Instructions for the task
Where the word "HardwareCapability" occurs in a line of the data, return the whole line.

Data records: Begin

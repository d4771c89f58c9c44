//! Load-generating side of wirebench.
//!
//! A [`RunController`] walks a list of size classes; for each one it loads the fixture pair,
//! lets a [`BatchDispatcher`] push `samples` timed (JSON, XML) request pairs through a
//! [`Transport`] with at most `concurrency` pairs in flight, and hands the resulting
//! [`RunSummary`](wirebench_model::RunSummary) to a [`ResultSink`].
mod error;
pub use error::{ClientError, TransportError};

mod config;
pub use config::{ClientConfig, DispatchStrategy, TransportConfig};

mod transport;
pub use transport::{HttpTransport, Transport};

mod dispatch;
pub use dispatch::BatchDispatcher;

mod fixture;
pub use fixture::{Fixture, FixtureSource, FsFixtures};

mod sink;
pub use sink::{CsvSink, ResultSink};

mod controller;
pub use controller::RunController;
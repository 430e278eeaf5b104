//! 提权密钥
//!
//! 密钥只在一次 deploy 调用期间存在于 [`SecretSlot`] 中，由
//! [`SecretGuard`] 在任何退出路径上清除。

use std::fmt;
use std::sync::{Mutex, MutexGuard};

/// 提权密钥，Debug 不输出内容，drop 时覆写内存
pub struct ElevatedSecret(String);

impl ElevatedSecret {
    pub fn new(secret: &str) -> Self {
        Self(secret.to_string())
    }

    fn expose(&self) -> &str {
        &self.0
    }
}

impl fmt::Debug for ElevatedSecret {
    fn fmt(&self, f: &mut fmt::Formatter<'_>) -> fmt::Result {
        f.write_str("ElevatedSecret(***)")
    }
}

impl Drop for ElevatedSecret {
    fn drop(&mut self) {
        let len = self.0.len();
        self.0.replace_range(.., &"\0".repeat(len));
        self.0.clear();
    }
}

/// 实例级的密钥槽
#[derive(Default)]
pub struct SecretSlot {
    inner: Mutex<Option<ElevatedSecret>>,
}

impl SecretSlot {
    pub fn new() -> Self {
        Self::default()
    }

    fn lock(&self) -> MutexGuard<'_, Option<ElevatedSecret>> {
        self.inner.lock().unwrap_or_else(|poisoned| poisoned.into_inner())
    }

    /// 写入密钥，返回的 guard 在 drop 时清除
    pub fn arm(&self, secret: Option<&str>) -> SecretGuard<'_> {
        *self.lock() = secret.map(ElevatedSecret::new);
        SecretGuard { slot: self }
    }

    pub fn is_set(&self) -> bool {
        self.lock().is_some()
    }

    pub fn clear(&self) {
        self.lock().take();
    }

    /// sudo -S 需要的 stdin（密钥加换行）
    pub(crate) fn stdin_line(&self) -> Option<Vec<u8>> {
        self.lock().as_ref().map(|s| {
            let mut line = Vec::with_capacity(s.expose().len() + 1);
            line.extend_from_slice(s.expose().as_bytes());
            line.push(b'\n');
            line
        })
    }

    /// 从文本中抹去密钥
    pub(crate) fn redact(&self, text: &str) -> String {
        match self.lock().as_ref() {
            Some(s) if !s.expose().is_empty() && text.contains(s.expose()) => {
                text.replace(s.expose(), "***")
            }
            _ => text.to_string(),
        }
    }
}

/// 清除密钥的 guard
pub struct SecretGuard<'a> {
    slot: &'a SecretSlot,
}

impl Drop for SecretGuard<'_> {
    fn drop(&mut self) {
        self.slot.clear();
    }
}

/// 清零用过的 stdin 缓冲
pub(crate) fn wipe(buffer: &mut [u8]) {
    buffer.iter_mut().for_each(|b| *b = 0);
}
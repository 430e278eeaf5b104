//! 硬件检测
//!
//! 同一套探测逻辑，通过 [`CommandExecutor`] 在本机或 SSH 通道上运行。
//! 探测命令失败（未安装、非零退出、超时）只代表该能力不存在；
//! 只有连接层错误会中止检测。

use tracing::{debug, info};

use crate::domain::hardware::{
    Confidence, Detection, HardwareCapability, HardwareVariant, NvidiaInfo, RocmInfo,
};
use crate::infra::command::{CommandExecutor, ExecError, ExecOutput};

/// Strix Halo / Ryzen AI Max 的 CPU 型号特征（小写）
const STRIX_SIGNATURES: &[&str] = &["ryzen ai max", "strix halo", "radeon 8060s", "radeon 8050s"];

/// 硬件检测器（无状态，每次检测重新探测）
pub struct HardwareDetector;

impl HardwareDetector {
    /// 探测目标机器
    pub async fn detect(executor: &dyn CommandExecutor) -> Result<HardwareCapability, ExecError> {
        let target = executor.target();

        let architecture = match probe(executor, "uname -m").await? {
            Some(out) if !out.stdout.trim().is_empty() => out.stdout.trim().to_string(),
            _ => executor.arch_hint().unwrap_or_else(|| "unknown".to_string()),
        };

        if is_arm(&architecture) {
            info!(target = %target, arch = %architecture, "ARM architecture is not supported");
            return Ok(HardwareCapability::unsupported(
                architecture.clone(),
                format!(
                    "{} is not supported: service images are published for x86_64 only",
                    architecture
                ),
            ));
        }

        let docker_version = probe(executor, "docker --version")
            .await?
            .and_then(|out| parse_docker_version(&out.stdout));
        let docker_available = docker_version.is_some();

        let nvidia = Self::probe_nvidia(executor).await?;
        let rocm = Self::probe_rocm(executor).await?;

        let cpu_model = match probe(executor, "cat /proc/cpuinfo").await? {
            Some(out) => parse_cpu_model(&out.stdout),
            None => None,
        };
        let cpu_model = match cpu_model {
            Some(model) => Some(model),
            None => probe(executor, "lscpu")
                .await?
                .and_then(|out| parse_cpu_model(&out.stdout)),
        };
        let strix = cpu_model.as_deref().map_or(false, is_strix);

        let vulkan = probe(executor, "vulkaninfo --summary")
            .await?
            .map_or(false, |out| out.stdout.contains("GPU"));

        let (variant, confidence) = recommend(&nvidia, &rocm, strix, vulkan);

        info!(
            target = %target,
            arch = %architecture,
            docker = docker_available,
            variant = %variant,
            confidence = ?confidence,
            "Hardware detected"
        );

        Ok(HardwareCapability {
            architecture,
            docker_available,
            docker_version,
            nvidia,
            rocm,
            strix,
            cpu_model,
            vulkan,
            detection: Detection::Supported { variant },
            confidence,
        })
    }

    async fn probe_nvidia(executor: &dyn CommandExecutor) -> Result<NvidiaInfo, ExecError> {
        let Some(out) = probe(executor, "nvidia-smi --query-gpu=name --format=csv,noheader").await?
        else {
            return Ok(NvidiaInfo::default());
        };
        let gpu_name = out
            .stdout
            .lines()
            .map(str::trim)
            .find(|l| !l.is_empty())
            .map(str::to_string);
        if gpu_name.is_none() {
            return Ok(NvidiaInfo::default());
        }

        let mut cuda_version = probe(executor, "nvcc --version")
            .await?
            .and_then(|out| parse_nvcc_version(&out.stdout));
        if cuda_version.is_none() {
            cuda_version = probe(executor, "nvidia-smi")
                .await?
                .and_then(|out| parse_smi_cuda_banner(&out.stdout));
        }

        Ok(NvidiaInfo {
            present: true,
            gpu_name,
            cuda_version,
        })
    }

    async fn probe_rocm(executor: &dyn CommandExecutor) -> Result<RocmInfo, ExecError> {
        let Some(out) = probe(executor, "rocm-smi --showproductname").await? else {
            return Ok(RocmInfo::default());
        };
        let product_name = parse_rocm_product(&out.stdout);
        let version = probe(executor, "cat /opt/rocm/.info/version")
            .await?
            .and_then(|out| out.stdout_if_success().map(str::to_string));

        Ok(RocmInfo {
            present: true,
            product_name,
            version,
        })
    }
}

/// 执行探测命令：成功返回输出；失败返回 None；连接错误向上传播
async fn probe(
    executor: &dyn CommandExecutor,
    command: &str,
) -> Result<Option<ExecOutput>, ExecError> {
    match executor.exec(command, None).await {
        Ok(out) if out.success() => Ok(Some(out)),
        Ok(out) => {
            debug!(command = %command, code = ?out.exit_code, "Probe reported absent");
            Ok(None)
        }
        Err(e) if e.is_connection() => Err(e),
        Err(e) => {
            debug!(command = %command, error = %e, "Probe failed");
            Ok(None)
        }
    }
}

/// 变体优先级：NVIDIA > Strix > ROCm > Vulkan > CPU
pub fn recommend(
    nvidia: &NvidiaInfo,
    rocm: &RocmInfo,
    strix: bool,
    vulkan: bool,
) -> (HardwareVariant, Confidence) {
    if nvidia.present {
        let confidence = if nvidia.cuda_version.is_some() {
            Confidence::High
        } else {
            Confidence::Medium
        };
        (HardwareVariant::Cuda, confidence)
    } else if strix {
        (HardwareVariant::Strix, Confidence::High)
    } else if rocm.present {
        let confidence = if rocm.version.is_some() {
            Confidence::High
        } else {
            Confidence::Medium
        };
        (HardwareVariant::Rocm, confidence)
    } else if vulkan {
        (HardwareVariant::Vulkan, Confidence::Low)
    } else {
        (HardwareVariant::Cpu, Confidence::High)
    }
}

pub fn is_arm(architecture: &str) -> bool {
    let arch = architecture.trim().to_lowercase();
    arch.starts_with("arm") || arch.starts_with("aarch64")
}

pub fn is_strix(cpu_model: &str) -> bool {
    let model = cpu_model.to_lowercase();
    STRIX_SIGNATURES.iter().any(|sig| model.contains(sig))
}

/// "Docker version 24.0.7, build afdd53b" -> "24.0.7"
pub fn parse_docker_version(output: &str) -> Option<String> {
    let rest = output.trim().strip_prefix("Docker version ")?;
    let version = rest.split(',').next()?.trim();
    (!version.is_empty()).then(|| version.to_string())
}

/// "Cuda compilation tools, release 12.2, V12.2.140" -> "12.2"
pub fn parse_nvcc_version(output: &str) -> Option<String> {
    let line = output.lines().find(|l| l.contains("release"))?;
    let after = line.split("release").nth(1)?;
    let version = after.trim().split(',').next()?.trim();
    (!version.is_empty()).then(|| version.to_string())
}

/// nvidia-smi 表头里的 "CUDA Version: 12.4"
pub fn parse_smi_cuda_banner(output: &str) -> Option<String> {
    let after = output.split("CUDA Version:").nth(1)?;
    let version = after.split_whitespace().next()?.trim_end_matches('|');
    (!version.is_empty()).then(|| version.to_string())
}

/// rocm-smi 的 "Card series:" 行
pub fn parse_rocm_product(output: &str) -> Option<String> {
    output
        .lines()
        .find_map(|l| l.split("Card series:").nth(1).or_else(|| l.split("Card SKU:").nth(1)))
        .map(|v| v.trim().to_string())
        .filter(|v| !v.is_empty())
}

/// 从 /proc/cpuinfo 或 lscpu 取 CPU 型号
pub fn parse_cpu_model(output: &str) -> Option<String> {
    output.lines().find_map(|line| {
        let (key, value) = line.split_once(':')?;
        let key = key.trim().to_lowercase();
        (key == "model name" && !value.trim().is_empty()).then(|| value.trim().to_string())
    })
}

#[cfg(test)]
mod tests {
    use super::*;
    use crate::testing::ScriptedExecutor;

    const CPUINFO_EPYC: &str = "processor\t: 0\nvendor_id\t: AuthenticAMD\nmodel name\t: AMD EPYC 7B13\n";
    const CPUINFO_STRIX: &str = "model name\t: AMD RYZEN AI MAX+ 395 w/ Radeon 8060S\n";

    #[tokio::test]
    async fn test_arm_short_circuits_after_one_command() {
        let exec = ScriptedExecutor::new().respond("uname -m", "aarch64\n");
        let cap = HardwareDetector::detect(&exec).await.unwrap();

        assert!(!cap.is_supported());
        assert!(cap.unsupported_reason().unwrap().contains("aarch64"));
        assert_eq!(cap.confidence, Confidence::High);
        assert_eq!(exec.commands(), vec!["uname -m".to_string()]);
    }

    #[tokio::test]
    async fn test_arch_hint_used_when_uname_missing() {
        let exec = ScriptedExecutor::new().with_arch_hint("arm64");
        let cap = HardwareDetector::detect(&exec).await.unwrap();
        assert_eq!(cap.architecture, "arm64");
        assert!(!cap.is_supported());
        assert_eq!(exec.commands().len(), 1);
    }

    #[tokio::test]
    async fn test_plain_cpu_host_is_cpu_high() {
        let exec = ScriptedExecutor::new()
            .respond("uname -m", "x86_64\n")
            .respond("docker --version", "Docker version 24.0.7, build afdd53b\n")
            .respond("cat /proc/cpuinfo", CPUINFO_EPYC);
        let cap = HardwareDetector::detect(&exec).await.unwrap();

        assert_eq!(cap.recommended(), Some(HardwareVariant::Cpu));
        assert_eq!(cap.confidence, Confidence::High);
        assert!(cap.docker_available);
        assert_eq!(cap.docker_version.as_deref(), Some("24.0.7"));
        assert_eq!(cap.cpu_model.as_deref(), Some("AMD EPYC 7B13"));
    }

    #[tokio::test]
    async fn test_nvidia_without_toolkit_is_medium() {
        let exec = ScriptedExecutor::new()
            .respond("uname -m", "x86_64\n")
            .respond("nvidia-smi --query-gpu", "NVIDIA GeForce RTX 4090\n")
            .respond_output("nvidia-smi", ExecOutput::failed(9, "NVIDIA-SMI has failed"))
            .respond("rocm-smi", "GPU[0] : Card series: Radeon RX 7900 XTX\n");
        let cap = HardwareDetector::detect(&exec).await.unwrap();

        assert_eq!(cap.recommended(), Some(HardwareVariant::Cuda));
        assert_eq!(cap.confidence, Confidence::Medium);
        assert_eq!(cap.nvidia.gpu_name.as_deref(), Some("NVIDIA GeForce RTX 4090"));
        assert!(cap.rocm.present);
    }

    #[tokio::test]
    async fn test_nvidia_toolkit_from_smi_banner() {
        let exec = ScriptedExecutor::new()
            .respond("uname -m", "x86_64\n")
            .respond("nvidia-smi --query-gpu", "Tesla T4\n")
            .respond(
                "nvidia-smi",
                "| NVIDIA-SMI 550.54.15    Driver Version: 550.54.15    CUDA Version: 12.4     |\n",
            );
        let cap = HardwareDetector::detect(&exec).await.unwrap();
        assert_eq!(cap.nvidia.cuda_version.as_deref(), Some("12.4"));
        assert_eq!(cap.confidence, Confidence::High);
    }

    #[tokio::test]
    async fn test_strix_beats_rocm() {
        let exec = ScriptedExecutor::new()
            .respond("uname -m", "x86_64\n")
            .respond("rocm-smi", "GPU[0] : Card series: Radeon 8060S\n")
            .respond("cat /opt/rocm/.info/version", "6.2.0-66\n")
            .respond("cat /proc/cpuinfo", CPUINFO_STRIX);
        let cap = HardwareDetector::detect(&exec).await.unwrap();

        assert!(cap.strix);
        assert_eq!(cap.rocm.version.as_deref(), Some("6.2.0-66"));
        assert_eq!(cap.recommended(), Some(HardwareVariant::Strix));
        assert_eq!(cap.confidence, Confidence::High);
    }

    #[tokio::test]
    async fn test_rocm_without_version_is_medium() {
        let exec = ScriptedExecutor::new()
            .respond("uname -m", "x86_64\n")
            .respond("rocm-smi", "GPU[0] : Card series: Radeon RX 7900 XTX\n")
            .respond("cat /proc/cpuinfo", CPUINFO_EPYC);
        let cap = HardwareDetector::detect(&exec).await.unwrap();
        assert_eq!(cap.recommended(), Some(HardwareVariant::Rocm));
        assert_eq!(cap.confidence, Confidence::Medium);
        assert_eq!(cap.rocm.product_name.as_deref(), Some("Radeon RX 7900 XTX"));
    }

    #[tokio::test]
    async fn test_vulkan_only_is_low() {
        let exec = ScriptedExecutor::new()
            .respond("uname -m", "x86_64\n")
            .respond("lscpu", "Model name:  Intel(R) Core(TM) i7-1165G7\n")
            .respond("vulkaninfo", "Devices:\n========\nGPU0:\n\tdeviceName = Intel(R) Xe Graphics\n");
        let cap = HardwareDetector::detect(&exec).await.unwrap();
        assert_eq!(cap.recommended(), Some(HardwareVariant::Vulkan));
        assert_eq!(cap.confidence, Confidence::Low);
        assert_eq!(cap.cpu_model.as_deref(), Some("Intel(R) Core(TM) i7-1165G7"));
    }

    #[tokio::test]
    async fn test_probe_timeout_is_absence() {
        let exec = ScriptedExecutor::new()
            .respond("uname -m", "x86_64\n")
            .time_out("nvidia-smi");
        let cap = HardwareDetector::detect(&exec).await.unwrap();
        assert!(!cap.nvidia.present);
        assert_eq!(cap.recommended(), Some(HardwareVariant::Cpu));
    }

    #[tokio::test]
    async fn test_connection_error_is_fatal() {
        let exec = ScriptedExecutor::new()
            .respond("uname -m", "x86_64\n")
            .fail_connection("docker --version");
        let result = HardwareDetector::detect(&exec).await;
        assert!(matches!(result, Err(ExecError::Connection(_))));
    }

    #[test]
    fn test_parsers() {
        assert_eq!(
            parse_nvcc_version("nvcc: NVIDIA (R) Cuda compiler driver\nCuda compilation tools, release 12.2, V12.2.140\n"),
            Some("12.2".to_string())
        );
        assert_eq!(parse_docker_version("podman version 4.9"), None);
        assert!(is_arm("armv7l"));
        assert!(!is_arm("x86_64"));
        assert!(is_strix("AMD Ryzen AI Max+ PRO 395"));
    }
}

Data records: End

Your solution
    Confidence, Detection, HardwareCapability, HardwareVariant, NvidiaInfo, RocmInfo,
    pub async fn detect(executor: &dyn CommandExecutor) -> Result<HardwareCapability, ExecError> {
            return Ok(HardwareCapability::unsupported(
        Ok(HardwareCapability {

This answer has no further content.